Tatmag, z Metadonem trafiłaś w sedno! Chorzy na raka chwytają się wszystkiego, zjedliby nawet g...o, gdyby tylko ktoś puścił bujdę, że to pomaga. Wielu na tym żeruje, co gorsza, nawet lekarzy, o koncernach farmaceutycznych nie mówiąc.
Są takie chwile, że człowiek chciałby coś napisać ale tak naprawdę nie wie co. Trzymaj się Nana! Każda najmniejsza poprawa bardzo mnie ucieszy :) A co do Metadonu... Rozwodzić się nad tym nie będę, ale leczenie się za pomocą "facebookową" to po prostu szkodzenie samemu sobie. Metadon był od lat stosowany w terapii leczenia uzależnień - zastępował uzależnionym narkotyki. Odchodzi się od niego w terapii jak i od innych farmaceutyków na rzecz psychoterapii. Gdzieś ten Metadon trzeba sprzedać a chorzy na raka to świetna grupa docelowa. Dotąd w onkologii Metadon stosowano jedynie w terapii leczenia bólu i to rzadko bo to szkodliwy i uzależniający opioid. Kto chce niech się truje. Przy tym laboratorium które ogłosiło pozytywne działanie Metadonu, nigdy nie twierdziło, że leczy on raka a jedynie, że o 10% podwyższa skuteczność chemii podawany wraz z nią. Tego też zresztą tak naprawdę nie udowodniono. A to że Metadon robi się taki popularny to tylko siła internetu a nie skuteczność Metadonu.
Nana, ściskam Cię i jakoś nie wierzę, że nic już nie zrobisz. Jesteś fighterką i wierzę, że jeszcze będziesz walczyć! Podejrzewam, że jest Ci bardzo cięzko, ale nie poddawaj się! Jestem serduszkiem przy Tobie.

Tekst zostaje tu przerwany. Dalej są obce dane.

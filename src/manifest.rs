//! Input and output manifests.
//!
//! A manifest describes what to (de-)pseudonymize in one of three shapes,
//! discriminated by key presence: a study carries `patients`, a case
//! carries `slides`, and anything else is a single slide. The output
//! manifest mirrors the input shape with identifying values replaced by
//! their pseudonyms (or restored originals); optional fields absent in the
//! input stay absent in the output.
//!
//! Timestamps are carried as strings: inputs accept ISO-like free-form
//! values, outputs are formatted `%d.%m.%Y` (dates) and `%I:%M%p %d.%m.%Y`
//! (datetimes). Deep JSON Schema validation is an external collaborator;
//! this module performs structural and path validation and collects every
//! finding before the controller runs.

use std::path::Path;

use serde::{Deserialize, Serialize};

use crate::registry::TimeStamp;

// =============================================================================
// Manifest shapes
// =============================================================================

/// A single slide entry.
#[derive(Debug, Clone, PartialEq, Serialize, Deserialize)]
pub struct SlideManifest {
    pub id: String,

    /// Path of the slide file (source on input, clone on output)
    pub path: String,

    #[serde(skip_serializing_if = "Option::is_none")]
    pub name: Option<String>,

    #[serde(skip_serializing_if = "Option::is_none")]
    pub acquired_at: Option<String>,

    #[serde(skip_serializing_if = "Option::is_none")]
    pub stain: Option<String>,

    #[serde(skip_serializing_if = "Option::is_none")]
    pub tissue: Option<String>,
}

/// A patient with their slides (study manifests only).
#[derive(Debug, Clone, PartialEq, Serialize, Deserialize)]
pub struct PatientManifest {
    pub id: String,

    #[serde(skip_serializing_if = "Option::is_none")]
    pub name: Option<String>,

    #[serde(skip_serializing_if = "Option::is_none")]
    pub sex: Option<String>,

    #[serde(skip_serializing_if = "Option::is_none")]
    pub age: Option<u32>,

    pub slides: Vec<SlideManifest>,
}

/// A case grouping slides directly.
#[derive(Debug, Clone, PartialEq, Serialize, Deserialize)]
pub struct CaseManifest {
    pub id: String,

    #[serde(skip_serializing_if = "Option::is_none")]
    pub name: Option<String>,

    #[serde(skip_serializing_if = "Option::is_none")]
    pub created_at: Option<String>,

    pub slides: Vec<SlideManifest>,
}

/// A study grouping patients.
#[derive(Debug, Clone, PartialEq, Serialize, Deserialize)]
pub struct StudyManifest {
    pub id: String,

    #[serde(skip_serializing_if = "Option::is_none")]
    pub name: Option<String>,

    #[serde(skip_serializing_if = "Option::is_none")]
    pub date: Option<String>,

    pub patients: Vec<PatientManifest>,
}

/// The three manifest shapes, discriminated by key presence.
#[derive(Debug, Clone, PartialEq, Serialize, Deserialize)]
#[serde(untagged)]
pub enum Manifest {
    Study(StudyManifest),
    Case(CaseManifest),
    SingleSlide(SlideManifest),
}

impl Manifest {
    /// Short kind name for log messages.
    pub const fn kind(&self) -> &'static str {
        match self {
            Manifest::SingleSlide(_) => "wsi",
            Manifest::Case(_) => "case",
            Manifest::Study(_) => "study",
        }
    }

    /// Parse a manifest from JSON text.
    pub fn from_json(text: &str) -> Result<Manifest, serde_json::Error> {
        serde_json::from_str(text)
    }

    /// Serialize to pretty JSON for the output file.
    pub fn to_json_pretty(&self) -> Result<String, serde_json::Error> {
        serde_json::to_string_pretty(self)
    }
}

// =============================================================================
// Validation
// =============================================================================

/// Validate a manifest, collecting every finding.
///
/// Checks are structural (non-empty IDs, parseable timestamps) and
/// filesystem-level (slide paths exist). Vendor and BigTIFF checks happen
/// per slide at processing time so multi-slide flows can skip rather than
/// fail.
pub fn validate(manifest: &Manifest) -> Vec<String> {
    let mut errors = Vec::new();

    match manifest {
        Manifest::SingleSlide(slide) => {
            validate_slide(slide, "$", &mut errors);
        }
        Manifest::Case(case) => {
            if case.id.is_empty() {
                errors.push("$.id: must not be empty".to_string());
            }
            validate_timestamp(&case.created_at, "$.created_at", &mut errors);
            for (index, slide) in case.slides.iter().enumerate() {
                validate_slide(slide, &format!("$.slides[{index}]"), &mut errors);
            }
        }
        Manifest::Study(study) => {
            if study.id.is_empty() {
                errors.push("$.id: must not be empty".to_string());
            }
            validate_timestamp(&study.date, "$.date", &mut errors);
            for (patient_index, patient) in study.patients.iter().enumerate() {
                let prefix = format!("$.patients[{patient_index}]");
                if patient.id.is_empty() {
                    errors.push(format!("{prefix}.id: must not be empty"));
                }
                for (index, slide) in patient.slides.iter().enumerate() {
                    validate_slide(slide, &format!("{prefix}.slides[{index}]"), &mut errors);
                }
            }
        }
    }

    errors
}

fn validate_slide(slide: &SlideManifest, prefix: &str, errors: &mut Vec<String>) {
    if slide.id.is_empty() {
        errors.push(format!("{prefix}.id: must not be empty"));
    }

    if slide.path.is_empty() {
        errors.push(format!("{prefix}.path: must not be empty"));
    } else if !Path::new(&slide.path).is_file() {
        errors.push(format!("{prefix}.path: {}, file not found", slide.path));
    }

    validate_timestamp(&slide.acquired_at, &format!("{prefix}.acquired_at"), errors);
}

fn validate_timestamp(value: &Option<String>, location: &str, errors: &mut Vec<String>) {
    if let Some(text) = value {
        if TimeStamp::parse(text).is_none() {
            errors.push(format!("{location}: cannot parse timestamp '{text}'"));
        }
    }
}

// =============================================================================
// Tests
// =============================================================================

Dziękuję, dziewczyny, za Wasze serca i modlitwy. Nie żegnam się, jeszcze trochę tu pobędę. Jestem twarda sztuka!
Nana...ja również myślami i sercem jestem z Tobą...
Nana ja także myślę o Tobie i modlę się.
Nana ode mnie też modlitwa, jeśli medycyna nie pomaga to może On uśmierzy ból. Można krzyczeć, bluzgać, płakać.. I tak jest się bezsilnym... Cholera jasna!